La multiplication d’agressions violentes à Abidjan par des bandes de jeunes délinquants, surnommés « microbes » par les Ivoiriens, a fait naître une véritables psychose parmi la population, selon un rapport alarmant de la justice ivoirienne.
Le mobile des « microbes » est le vol (argent, téléphones, sacs à main…), mais ils effraient par la violence subite et disproportionnée de leurs agressions qui touchent de nombreux quartiers de la capitale économique ivoirienne, se soldant parfois par des blessés graves, voire des morts.
Ces raids sont régulièrement dénoncés par les médias et sont au coeur des conversations des Abidjanais.
La police affirme avoir enrayé la vague d’attaques par une opération sécuritaire d’envergure menée ces dernières semaines, mais sans totalement convaincre.
Pour la première fois, la justice ivoirienne a enquêté sur ce phénomène des « microbes », connu depuis plusieurs années, mais qui a pris « une ampleur vertigineuse ».
« Des mineurs de plus en plus nombreux et de plus en plus violents se disputent les colonnes des faits divers de manière quasi quotidienne », écrit la magistrate Mireille Kouassi, auteure de ce rapport présenté lors de la rentrée judiciaire la semaine dernière.
« Ces formes de délinquance bien caractérisées, qui ont pris une ampleur vertigineuse ces derniers mois », provoquent « la psychose et la désolation au sein des populations, tant par la barbarie des agressions que par le nombre croissant des victimes », selon le rapport.
La magistrate déplore une « délinquance juvénile précoce » qui, selon elle, commence dès l’âge de neuf ans.
« Ces délinquants mineurs opèrent en bande de dix, rarement seuls, à visage découvert, de jour comme de nuit.

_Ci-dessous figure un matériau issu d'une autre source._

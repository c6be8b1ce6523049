//! Error types
//!
//! Only genuinely invalid input is reported as an error. Outcomes of the
//! step-size search that still carry a usable number (unbounded stability,
//! no stable step, non-convergence, empty spectrum) are statuses on the
//! result, see [`SolveStatus`](crate::solver::SolveStatus).
//!
//! # Taxonomy
//!
//! | Error                 | Raised by                                  | Fatal |
//! |-----------------------|--------------------------------------------|-------|
//! | `ConfigurationError`  | method constructors, solver configuration  | yes   |
//! | `SpectrumError`       | operators and eigenvalue computation       | yes   |
//! | `StabilityError`      | high-level entry points (wraps both)       | yes   |

use thiserror::Error;

/// Invalid method parameters or solver settings
///
/// Surfaced immediately: no stability test is attempted with a
/// misconfigured method or solver.
#[derive(Debug, Clone, PartialEq, Error)]
pub enum ConfigurationError {
    /// Stage count below the minimum the method family supports
    #[error("invalid stage count {stages}: {family} requires at least {minimum} stage(s)")]
    InvalidStageCount {
        family: &'static str,
        stages: usize,
        minimum: usize,
    },

    /// Damping parameter must be finite and non-negative
    #[error("invalid damping parameter {damping}: must be finite and >= 0")]
    InvalidDamping { damping: f64 },

    /// Coefficient arrays that do not describe a valid stability function
    #[error("malformed coefficients: {reason}")]
    MalformedCoefficients { reason: String },

    /// `Method::by_name` received a name it does not know
    #[error("unknown method '{name}'")]
    UnknownMethod { name: String },

    /// A solver setting outside its admissible range
    #[error("invalid solver setting {parameter} = {value}: {reason}")]
    InvalidSetting {
        parameter: &'static str,
        value: f64,
        reason: &'static str,
    },
}

/// Failures while building an operator or computing its spectrum
#[derive(Debug, Clone, PartialEq, Error)]
pub enum SpectrumError {
    /// Eigenvalues are only defined for square operators
    #[error("operator matrix must be square, got {rows}x{cols}")]
    NotSquare { rows: usize, cols: usize },

    /// NaN or infinity in the operator matrix
    #[error("non-finite entry in operator matrix at ({row}, {col})")]
    NonFiniteEntry { row: usize, col: usize },

    /// The Schur iteration did not converge
    #[error("eigenvalue decomposition of a {size}x{size} matrix did not converge")]
    DecompositionFailed { size: usize },

    /// Operator parameters outside their physical range
    #[error("invalid operator: {reason}")]
    InvalidOperator { reason: String },
}

/// Umbrella error of the high-level entry points
#[derive(Debug, Clone, PartialEq, Error)]
pub enum StabilityError {
    #[error(transparent)]
    Configuration(#[from] ConfigurationError),

    #[error(transparent)]
    Spectrum(#[from] SpectrumError),
}

// =================================================================================================
// Tests
// =================================================================================================

#[cfg(test)]
mod tests {
    use super::*;

    #[test]
    fn test_display_stage_count() {
        let err = ConfigurationError::InvalidStageCount {
            family: "RKC2",
            stages: 1,
            minimum: 2,
        };
        assert_eq!(
            err.to_string(),
            "invalid stage count 1: RKC2 requires at least 2 stage(s)"
        );
    }

    #[test]
    fn test_display_unknown_method() {
        let err = ConfigurationError::UnknownMethod { name: "rk99".to_string() };
        assert!(err.to_string().contains("rk99"));
    }

    #[test]
    fn test_stability_error_from_configuration() {
        let err: StabilityError = ConfigurationError::InvalidDamping { damping: -1.0 }.into();
        assert!(matches!(err, StabilityError::Configuration(_)));
        assert!(err.to_string().contains("-1"));
    }

    #[test]
    fn test_stability_error_from_spectrum() {
        let err: StabilityError = SpectrumError::NotSquare { rows: 2, cols: 3 }.into();
        assert!(matches!(err, StabilityError::Spectrum(_)));
        assert_eq!(err.to_string(), "operator matrix must be square, got 2x3");
    }

    #[test]
    fn test_error_trait_object() {
        let err = SpectrumError::DecompositionFailed { size: 4 };
        let dyn_err: &dyn std::error::Error = &err;
        assert!(dyn_err.to_string().contains("4x4"));
    }
}
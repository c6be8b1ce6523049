//! Runge-Kutta-Chebyshev families
//!
//! # Mathematical Background
//!
//! Runge-Kutta-Chebyshev (RKC) methods trade order for a real-axis
//! stability interval growing like s², which makes them the explicit
//! method of choice for diffusion-dominated (parabolic) problems.
//!
//! With damping ε ≥ 0 and s stages:
//!
//! ```text
//! w₀ = 1 + ε/s²
//! ```
//!
//! - **First order (RKC1)**: w₁ = Tₛ(w₀)/Tₛ'(w₀) and
//!   R(z) = Tₛ(w₀ + w₁z) / Tₛ(w₀)
//! - **Second order (RKC2)**: w₁ = Tₛ'(w₀)/Tₛ''(w₀),
//!   bⱼ = Tⱼ''(w₀)/Tⱼ'(w₀)² and R(z) = 1 − bₛTₛ(w₀) + bₛTₛ(w₀ + w₁z)
//!
//! where Tₛ is the Chebyshev polynomial of the first kind.
//!
//! # Damping
//!
//! Undamped methods (ε = 0) touch |R| = 1 at s − 1 interior points of the
//! real interval. Eigenvalues slightly off the real axis near those points
//! leave the stability region. Damping pulls |R| strictly below 1 along
//! the interval at the cost of a slightly shorter interval, roughly
//! (2 − 4ε/3)s² for RKC1.
//!
//! # Evaluation
//!
//! R(z) has degree s, and expanding it in monomials is ill-conditioned
//! already for a few tens of stages. Instead the method's own stage
//! recurrence is applied to the test equation y' = λy with y₀ = 1:
//!
//! ```text
//! Y₀ = 1
//! Y₁ = 1 + μ̃₁z
//! Yⱼ = (1 − μⱼ − νⱼ) + μⱼYⱼ₋₁ + νⱼYⱼ₋₂ + μ̃ⱼzYⱼ₋₁ + γ̃ⱼz     j = 2..s
//! R(z) = Yₛ
//! ```
//!
//! The coefficients are ratios of Chebyshev values at w₀ ≥ 1, computed once
//! at construction.

use num_complex::Complex64;

use crate::error::ConfigurationError;
use super::traits::StabilityFunction;

/// Order of a Runge-Kutta-Chebyshev family
#[derive(Debug, Clone, Copy, PartialEq, Eq, Hash)]
pub enum ChebyshevOrder {
    /// RKC1: R(z) = Tₛ(w₀ + w₁z)/Tₛ(w₀)
    First,

    /// RKC2: second-order shifted and scaled Chebyshev polynomial
    Second,
}

impl ChebyshevOrder {
    /// Minimum number of stages for the family
    pub fn minimum_stages(&self) -> usize {
        match self {
            ChebyshevOrder::First => 1,
            ChebyshevOrder::Second => 2,
        }
    }

    /// Short family name
    pub fn family(&self) -> &'static str {
        match self {
            ChebyshevOrder::First => "RKC1",
            ChebyshevOrder::Second => "RKC2",
        }
    }
}

/// Coefficients of stage j ≥ 2 of the recurrence
#[derive(Debug, Clone, Copy, PartialEq)]
struct StageCoefficients {
    mu: f64,
    nu: f64,
    mu_tilde: f64,
    gamma_tilde: f64,
}

/// Runge-Kutta-Chebyshev method with s stages and damping ε
///
/// # Example
///
/// ```rust
/// use num_complex::Complex64;
/// use stab_rs::methods::{ChebyshevFamily, ChebyshevOrder, StabilityFunction};
///
/// let rkc = ChebyshevFamily::new(10, 0.0, ChebyshevOrder::First).unwrap();
///
/// // Undamped RKC1 reaches z = -2s² on the real axis
/// assert!((rkc.real_interval_estimate() - 200.0).abs() < 1e-9);
/// assert!(rkc.amplification(Complex64::new(-200.0, 0.0)) <= 1.0 + 1e-10);
/// ```
#[derive(Debug, Clone, PartialEq)]
pub struct ChebyshevFamily {
    stages: usize,
    damping: f64,
    order: ChebyshevOrder,

    /// Shift of the Chebyshev argument
    w0: f64,

    /// Scale of the Chebyshev argument
    w1: f64,

    /// Coefficient of z in the first stage
    mu_tilde_1: f64,

    /// Coefficients of stages 2..=s
    recurrence: Vec<StageCoefficients>,

    name: String,
}

impl ChebyshevFamily {
    /// Create a Chebyshev family member
    ///
    /// # Errors
    ///
    /// - `InvalidStageCount` when `stages` is below the family minimum
    ///   (1 for first order, 2 for second order)
    /// - `InvalidDamping` when `damping` is negative, not finite, or so
    ///   large that Tₛ(w₀) overflows the stage coefficients
    pub fn new(stages: usize, damping: f64, order: ChebyshevOrder) -> Result<Self, ConfigurationError> {
        if stages < order.minimum_stages() {
            return Err(ConfigurationError::InvalidStageCount {
                family: order.family(),
                stages,
                minimum: order.minimum_stages(),
            });
        }

        if !damping.is_finite() || damping < 0.0 {
            return Err(ConfigurationError::InvalidDamping { damping });
        }

        let s = stages as f64;
        let w0 = 1.0 + damping / (s * s);
        let (t, dt, d2t) = chebyshev_values(stages, w0);

        let (w1, mu_tilde_1, recurrence): (f64, f64, Vec<StageCoefficients>) = match order {
            ChebyshevOrder::First => {
                let w1 = t[stages] / dt[stages];
                let recurrence = (2..=stages)
                    .map(|j| StageCoefficients {
                        mu: 2.0 * w0 * t[j - 1] / t[j],
                        nu: -t[j - 2] / t[j],
                        mu_tilde: 2.0 * w1 * t[j - 1] / t[j],
                        gamma_tilde: 0.0,
                    })
                    .collect();
                (w1, w1 / w0, recurrence)
            }
            ChebyshevOrder::Second => {
                let w1 = dt[stages] / d2t[stages];

                // b₀ = b₁ = b₂ since T₁'' vanishes
                let mut b = vec![0.0; stages + 1];
                for j in 2..=stages {
                    b[j] = d2t[j] / (dt[j] * dt[j]);
                }
                b[0] = b[2];
                b[1] = b[2];

                let recurrence = (2..=stages)
                    .map(|j| {
                        let mu_tilde = 2.0 * b[j] * w1 / b[j - 1];
                        let a_prev = 1.0 - b[j - 1] * t[j - 1];
                        StageCoefficients {
                            mu: 2.0 * b[j] * w0 / b[j - 1],
                            nu: -b[j] / b[j - 2],
                            mu_tilde,
                            gamma_tilde: -a_prev * mu_tilde,
                        }
                    })
                    .collect();
                (w1, b[1] * w1, recurrence)
            }
        };

        let coefficients_finite = w1.is_finite()
            && mu_tilde_1.is_finite()
            && recurrence.iter().all(|c| {
                c.mu.is_finite() && c.nu.is_finite() && c.mu_tilde.is_finite() && c.gamma_tilde.is_finite()
            });

        if !coefficients_finite {
            return Err(ConfigurationError::InvalidDamping { damping });
        }

        Ok(Self {
            stages,
            damping,
            order,
            w0,
            w1,
            mu_tilde_1,
            recurrence,
            name: format!("{}(s={}, eps={})", order.family(), stages, damping),
        })
    }

    /// Number of stages s
    pub fn stage_count(&self) -> usize {
        self.stages
    }

    /// Damping parameter ε
    pub fn damping(&self) -> f64 {
        self.damping
    }

    /// Family order
    pub fn order(&self) -> ChebyshevOrder {
        self.order
    }

    /// (w₀, w₁)
    pub fn shift_and_scale(&self) -> (f64, f64) {
        (self.w0, self.w1)
    }

    /// Left end of the real interval predicted by w₀ + w₁z = −1
    ///
    /// Exact for RKC1; for RKC2 the true interval is this value up to the
    /// width of the damping band.
    pub fn real_interval_estimate(&self) -> f64 {
        (1.0 + self.w0) / self.w1
    }
}

impl StabilityFunction for ChebyshevFamily {
    fn evaluate(&self, z: Complex64) -> Complex64 {
        let one = Complex64::new(1.0, 0.0);

        let mut previous = one;
        let mut current = one + z * self.mu_tilde_1;

        for stage in &self.recurrence {
            let next = one * (1.0 - stage.mu - stage.nu)
                + current * stage.mu
                + previous * stage.nu
                + z * current * stage.mu_tilde
                + z * stage.gamma_tilde;
            previous = current;
            current = next;
        }

        current
    }

    fn name(&self) -> &str {
        &self.name
    }

    fn stages(&self) -> Option<usize> {
        Some(self.stages)
    }
}

/// Tⱼ(w), Tⱼ'(w), Tⱼ''(w) for j = 0..=s by the three-term recurrence
fn chebyshev_values(stages: usize, w: f64) -> (Vec<f64>, Vec<f64>, Vec<f64>) {
    let mut t = Vec::with_capacity(stages + 1);
    let mut dt = Vec::with_capacity(stages + 1);
    let mut d2t = Vec::with_capacity(stages + 1);

    t.extend([1.0, w]);
    dt.extend([0.0, 1.0]);
    d2t.extend([0.0, 0.0]);

    for j in 1..stages {
        t.push(2.0 * w * t[j] - t[j - 1]);
        dt.push(2.0 * t[j] + 2.0 * w * dt[j] - dt[j - 1]);
        d2t.push(4.0 * dt[j] + 2.0 * w * d2t[j] - d2t[j - 1]);
    }

    (t, dt, d2t)
}

// =================================================================================================
// Tests
// =================================================================================================
//! Rational stability functions
//!
//! Implicit Runge-Kutta methods have rational stability functions
//! R(z) = N(z)/D(z). The classical families are Padé approximants of
//! exp(z):
//!
//! ```text
//! N_pq(z) = Σ_{j=0..p} (p+q-j)! p! / ((p+q)! j! (p-j)!) · zʲ
//! D_pq(z) = Σ_{j=0..q} (p+q-j)! q! / ((p+q)! j! (q-j)!) · (-z)ʲ
//! ```
//!
//! | (p, q) | Method             | A-stable |
//! |--------|--------------------|----------|
//! | (0, 1) | Backward Euler     | yes (L)  |
//! | (1, 1) | Trapezoidal rule   | yes      |
//! | (1, 2) | Radau IIA, 2 stage | yes (L)  |
//! | (2, 2) | Gauss, 2 stage     | yes      |
//!
//! A-stable methods keep the whole left half-plane inside their stability
//! region, so a spectrum with non-positive real parts never bounds the
//! step size. The solver reports that as an unbounded outcome.

use num_complex::Complex64;

use crate::error::ConfigurationError;
use super::polynomial::StabilityPolynomial;
use super::traits::StabilityFunction;

/// Rational stability function N(z)/D(z)
///
/// # Example
///
/// ```rust
/// use num_complex::Complex64;
/// use stab_rs::methods::{RationalStability, StabilityFunction};
///
/// let backward_euler = RationalStability::pade(0, 1).unwrap();
/// let r = backward_euler.evaluate(Complex64::new(-1.0, 0.0));
/// assert!((r.re - 0.5).abs() < 1e-14);
/// ```
#[derive(Debug, Clone, PartialEq)]
pub struct RationalStability {
    numerator: StabilityPolynomial,
    denominator: StabilityPolynomial,
    name: String,
}

impl RationalStability {
    /// Create from numerator and denominator coefficients (ascending)
    ///
    /// # Errors
    ///
    /// `MalformedCoefficients` when either polynomial is malformed or
    /// D(0) = 0 (the stability function must be defined at the origin).
    pub fn new(numerator: Vec<f64>, denominator: Vec<f64>) -> Result<Self, ConfigurationError> {
        Self::named(numerator, denominator, "Rational")
    }

    /// Create with a display name
    pub fn named(
        numerator: Vec<f64>,
        denominator: Vec<f64>,
        name: impl Into<String>,
    ) -> Result<Self, ConfigurationError> {
        let numerator = StabilityPolynomial::new(numerator)?;
        let denominator = StabilityPolynomial::new(denominator)?;

        if denominator.coefficients()[0] == 0.0 {
            return Err(ConfigurationError::MalformedCoefficients {
                reason: "denominator vanishes at z = 0".to_string(),
            });
        }

        Ok(Self {
            numerator,
            denominator,
            name: name.into(),
        })
    }

    /// (p, q) Padé approximant of exp(z)
    ///
    /// # Errors
    ///
    /// `MalformedCoefficients` when p + q exceeds 170 (factorials overflow).
    pub fn pade(p: usize, q: usize) -> Result<Self, ConfigurationError> {
        if p + q > 170 {
            return Err(ConfigurationError::MalformedCoefficients {
                reason: format!("Padé degrees ({}, {}) too large", p, q),
            });
        }

        let total = factorial(p + q);

        let numerator: Vec<f64> = (0..=p)
            .map(|j| factorial(p + q - j) * factorial(p) / (total * factorial(j) * factorial(p - j)))
            .collect();

        // (-z)ʲ folded into the sign of each coefficient
        let denominator: Vec<f64> = (0..=q)
            .map(|j| {
                let magnitude =
                    factorial(p + q - j) * factorial(q) / (total * factorial(j) * factorial(q - j));
                if j % 2 == 0 { magnitude } else { -magnitude }
            })
            .collect();

        Self::named(numerator, denominator, format!("Pade({}, {})", p, q))
    }

    /// Numerator polynomial
    pub fn numerator(&self) -> &StabilityPolynomial {
        &self.numerator
    }

    /// Denominator polynomial
    pub fn denominator(&self) -> &StabilityPolynomial {
        &self.denominator
    }
}

impl StabilityFunction for RationalStability {
    /// N(z)/D(z); at a pole the division yields a non-finite value
    fn evaluate(&self, z: Complex64) -> Complex64 {
        self.numerator.horner(z) / self.denominator.horner(z)
    }

    fn name(&self) -> &str {
        &self.name
    }

    fn is_explicit(&self) -> bool {
        self.denominator.degree() == 0
    }
}

/// n! as a float
fn factorial(n: usize) -> f64 {
    (1..=n).fold(1.0, |acc, k| acc * k as f64)
}

// =================================================================================================
// Tests
// =================================================================================================
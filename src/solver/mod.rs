//! Step-size solvers
//!
//! This module finds the largest step size for which a time-stepping
//! method is linearly stable on the spectrum of a discretization operator.
//!
//! # Core Concepts
//!
//! ## The Architecture (WHAT vs HOW)
//!
//! 1. **Problem** (`StabilityProblem`) - WHAT to analyse
//!    - Stability function of the method
//!    - Spectrum of the operator
//!
//! 2. **Configuration** (`SolverConfiguration`) - HOW to search
//!    - Amplification tolerance
//!    - Bracket tolerance and iteration caps
//!
//! 3. **Solver** (`Solver` trait) - The search
//!    - Uses the region test as an oracle
//!    - Returns the step size with a status flag
//!
//! # Module Organization
//!
//! - **`traits`**: `Solver`, `SolverConfiguration`, `SolveStatus`, `StepSizeResult`
//! - **`problem`**: `StabilityProblem`
//! - **`region_test`**: `StabilityRegionTest`, the |R(hλ)| ≤ 1 + tol predicate
//! - **`step_size`**: `StepSizeSolver` and `linearly_stable_step_size`
//! - **`region`**: axis intervals and boundary tracing
//!
//! # Workflow Diagram
//!
//! ```text
//! ┌─────────────────┐      ┌───────────────────┐
//! │ Method          │      │ Operator          │
//! │ (R(z))          │      │ (SpectrumProvider)│
//! └────────┬────────┘      └────────┬──────────┘
//!          │                        │ eigenvalues
//!          └──────────┬─────────────┘
//!                     │
//!            ┌────────▼─────────────┐
//!            │ StabilityProblem     │ ← WHAT to analyse
//!            └────────┬─────────────┘
//!                     │
//!            ┌────────▼─────────────┐
//!            │ SolverConfiguration  │ ← HOW to search
//!            └────────┬─────────────┘
//!                     │
//!            ┌────────▼─────────────┐      ┌─────────────────────┐
//!            │ StepSizeSolver       │ ───► │ StabilityRegionTest │
//!            │ (bracket + bisect)   │ ◄─── │ max|R(hλⱼ)| ≤ 1+tol │
//!            └────────┬─────────────┘      └─────────────────────┘
//!                     │
//!            ┌────────▼─────────────┐
//!            │ StepSizeResult       │ ← h*, status, {h*·λⱼ}
//!            └──────────────────────┘
//! ```
//!
//! # Quick Start Example
//!
//! ```rust
//! use stab_rs::methods::Method;
//! use stab_rs::operators::UpwindAdvection;
//! use stab_rs::solver::{SolveStatus, Solver, SolverConfiguration, StabilityProblem, StepSizeSolver};
//!
//! // 1. Problem (WHAT)
//! let operator = UpwindAdvection::new(1.0, 1.0, 40).unwrap();
//! let problem = StabilityProblem::from_operator(Box::new(Method::classical_rk4()), &operator).unwrap();
//!
//! // 2. Configuration (HOW)
//! let config = SolverConfiguration::default();
//!
//! // 3. Solve
//! let result = StepSizeSolver::new().solve(&problem, &config).unwrap();
//!
//! // 4. Check the status before trusting the number
//! match result.status {
//!     SolveStatus::Converged => println!("h* = {:.6}", result.step_size),
//!     other => println!("flagged: {}", other),
//! }
//! ```
//!
//! # Error Handling
//!
//! Invalid settings are `Err(ConfigurationError)`. Degraded outcomes are
//! `Ok` results whose status is not `Converged`:
//!
//! - `DegenerateSpectrum`: empty spectrum
//! - `Unbounded`: no instability within the growth cap (A-stable methods)
//! - `NoStableStep`: unstable down to the floor (growing modes, inconsistent methods)
//! - `NonConvergent`: bisection cap hit, best stable estimate returned

// =================================================================================================
// Module Declarations
// =================================================================================================
mod traits;
mod problem;
mod region_test;
mod step_size;
mod region;

// =================================================================================================
// Parallel Execution Threshold
// =================================================================================================
//
// Stored in an AtomicUsize so benchmarks and tests can change it at runtime.
// Relaxed ordering: the value is a performance hint, not a synchronisation point.
// =================================================================================================

use std::sync::atomic::{AtomicUsize, Ordering};

/// Default number of eigenvalues above which the region test switches to
/// parallel iteration.
///
/// Below roughly 1 000 eigenvalues the overhead of Rayon's thread-pool
/// dispatch outweighs the cost of evaluating low-stage stability functions.
const DEFAULT_PARALLEL_THRESHOLD: usize = 999;

/// Runtime-configurable parallel-execution threshold.
///
/// Read via [`parallel_threshold()`], written via [`set_parallel_threshold()`].
static PARALLEL_THRESHOLD: AtomicUsize = AtomicUsize::new(DEFAULT_PARALLEL_THRESHOLD);

/// Return the current parallel-execution threshold.
///
/// The region test scans sequentially when the spectrum holds at most this
/// many eigenvalues, and with Rayon above it, but only when the crate is
/// compiled with the `parallel` feature. Boundary tracing applies the same
/// rule to its number of rays.
///
/// # Example
///
/// ```rust
/// use stab_rs::solver::parallel_threshold;
///
/// assert!(parallel_threshold() > 0);
/// ```
pub fn parallel_threshold() -> usize {
    PARALLEL_THRESHOLD.load(Ordering::Relaxed)
}

/// Set the parallel-execution threshold to a new value.
///
/// # Panics
///
/// Panics when `threshold == 0`.
///
/// # Example
///
/// ```rust
/// use stab_rs::solver::{parallel_threshold, set_parallel_threshold};
///
/// let previous = parallel_threshold();
/// set_parallel_threshold(2048);
/// assert_eq!(parallel_threshold(), 2048);
///
/// // Restore so other tests are not affected.
/// set_parallel_threshold(previous);
/// ```
pub fn set_parallel_threshold(threshold: usize) {
    assert!(threshold > 0, "parallel threshold must be at least 1");
    PARALLEL_THRESHOLD.store(threshold, Ordering::Relaxed);
}

/// RAII guard that saves the current threshold on construction and restores
/// it on drop.
///
/// Only compiled in test builds.
///
/// ```rust,ignore
/// let _guard = crate::solver::ThresholdGuard::save(50);
/// // threshold is now 50 …
/// // … and is automatically restored when _guard is dropped.
/// ```
#[cfg(test)]
pub(crate) struct ThresholdGuard {
    previous: usize,
}

#[cfg(test)]
impl ThresholdGuard {
    /// Set the threshold to `new_value` and return a guard that will
    /// restore the previous value on drop.
    pub(crate) fn save(new_value: usize) -> Self {
        let previous = parallel_threshold();
        set_parallel_threshold(new_value);
        Self { previous }
    }
}

#[cfg(test)]
impl Drop for ThresholdGuard {
    fn drop(&mut self) {
        // Bypass the public setter so that restoring never panics.
        PARALLEL_THRESHOLD.store(self.previous, Ordering::Relaxed);
    }
}

// =================================================================================================
// Public Re-exports
// =================================================================================================

pub use traits::{
    SolveStatus,
    Solver,
    SolverConfiguration,
    StepSizeResult,
};

pub use problem::StabilityProblem;
pub use region_test::{is_stable, max_amplification, StabilityRegionTest};
pub use step_size::{linearly_stable_step_size, step_size_table, StepSizeSolver};
pub use region::{
    imaginary_stability_interval,
    real_stability_interval,
    trace_stability_boundary,
    BoundaryPoint,
    StabilityBoundary,
};

// =================================================================================================
// Tests
// =================================================================================================

#[cfg(test)]
mod tests {
    use super::*;

    #[test]
    fn test_default_threshold_value() {
        assert_eq!(DEFAULT_PARALLEL_THRESHOLD, 999);
    }

    #[test]
    fn test_get_and_set_threshold() {
        let _guard = ThresholdGuard::save(500);
        assert_eq!(parallel_threshold(), 500);
    }

    #[test]
    #[should_panic(expected = "parallel threshold must be at least 1")]
    fn test_zero_threshold_panics() {
        set_parallel_threshold(0);
    }

    #[test]
    fn test_threshold_guard_restores_previous_value() {
        let before = parallel_threshold();
        {
            let _guard = ThresholdGuard::save(42);
            assert_eq!(parallel_threshold(), 42);
        }
        assert_eq!(parallel_threshold(), before);
    }

    #[test]
    fn test_threshold_is_visible_across_threads() {
        use std::thread;

        let _guard = ThresholdGuard::save(1234);

        let handles: Vec<_> = (0..8)
            .map(|_| thread::spawn(parallel_threshold))
            .collect();

        for handle in handles {
            assert_eq!(handle.join().unwrap(), 1234);
        }
    }
}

Ils n’utilisent pas d’armes à feu, mais des couteaux, des barres de fer, des machettes (…) et trouvent leur inspiration et leur stimulation dans la consommation de stupéfiants », poursuit-elle.
« Leur méthode d’agression repose essentiellement sur la ruse. Ils miment des scènes de bagarres qui attirent autour d’eux des personnes et les agressent soudainement et atrocement avec violence, de manière brutale, sans état d’âme, sans remords », explique-t-elle, soulignant que « l’ampleur du phénomène engendre un sentiment général d’impunité ».
Les « microbes » créent la panique dans la population
La mort d’un policier, égorgé le mois dernier par des « microbes » à Yopougon, quartier populaire d’Abidjan, a particulièrement scandalisé l’opinion, et poussé le gouvernement à lancer le 21 septembre une vaste opération sécuritaire contre le grand banditisme, baptisée « Epervier 3 ».
Trois semaines plus tard, la police s’est félicitée du bilan de l’opération menée en mobilisant 1.500 policiers à Abidjan et 1.100 en province.
Le phénomène des « microbes est en plein recul », et « le sentiment d’insécurité a baissé parmi la population », a affirmé le porte-parole de la police nationale ivoirienne, le commissaire Charlemagne Bleu, sans toutefois donner de chiffre sur le nombre de bandes démantelées.
Coïncidence ou opération de communication ? La police a donné sa conférence de presse au lendemain de la publication du rapport de la justice.
L’origine du phénomène des « microbes » remonte à la crise des années 2000.
« La délinquance, la déscolarisation, la déstructuration, la disparition de la cellule familiale, la démission des parents et le relâchement dans l’éducation des enfants et l’influence négative des programmes télévisuels » constituent les principales causes de ce phénomène, selon le rapport de Mireille Kouassi.
Les microbes sont généralement issus des milieux défavorisés. Mais on les retrouve aussi parmi les classes moyennes, note-t-elle.
L’ONG ivoirienne Dignité et droit pour les enfants en Côte d’Ivoire (DDE-CI) accuse les médias d’exagérer le phénomène, « entraînant la panique au sein des populations, attisant ainsi l’insécurité et la violence » par le biais de représailles populaires violentes.
« Les médias donnent l’horreur qui accompagne l’infraction sans connaître le profil de ces enfants, leurs réalités sociales, pour évoquer les actions à mener afin de prévenir d’éventuelles récidives de leur part », explique à l’AFP Patrice N’Guessan, un des responsables de l’ONG.
Des « enfants fautifs sont tout simplement livrés à la vindicte populaire et lynchés », dénonce-t-il.
L’organisation a mis en place un programme de prise en charge baptisé « Enfance sans barreaux » qui souhaite « favoriser l’écoute en lieu et place de la stigmatisation ».
La magistrate Mireille Kouassi préconise elle aussi la création de centres d’éducation, de resocialisation et de réinsertion sociale à l’échelle nationale.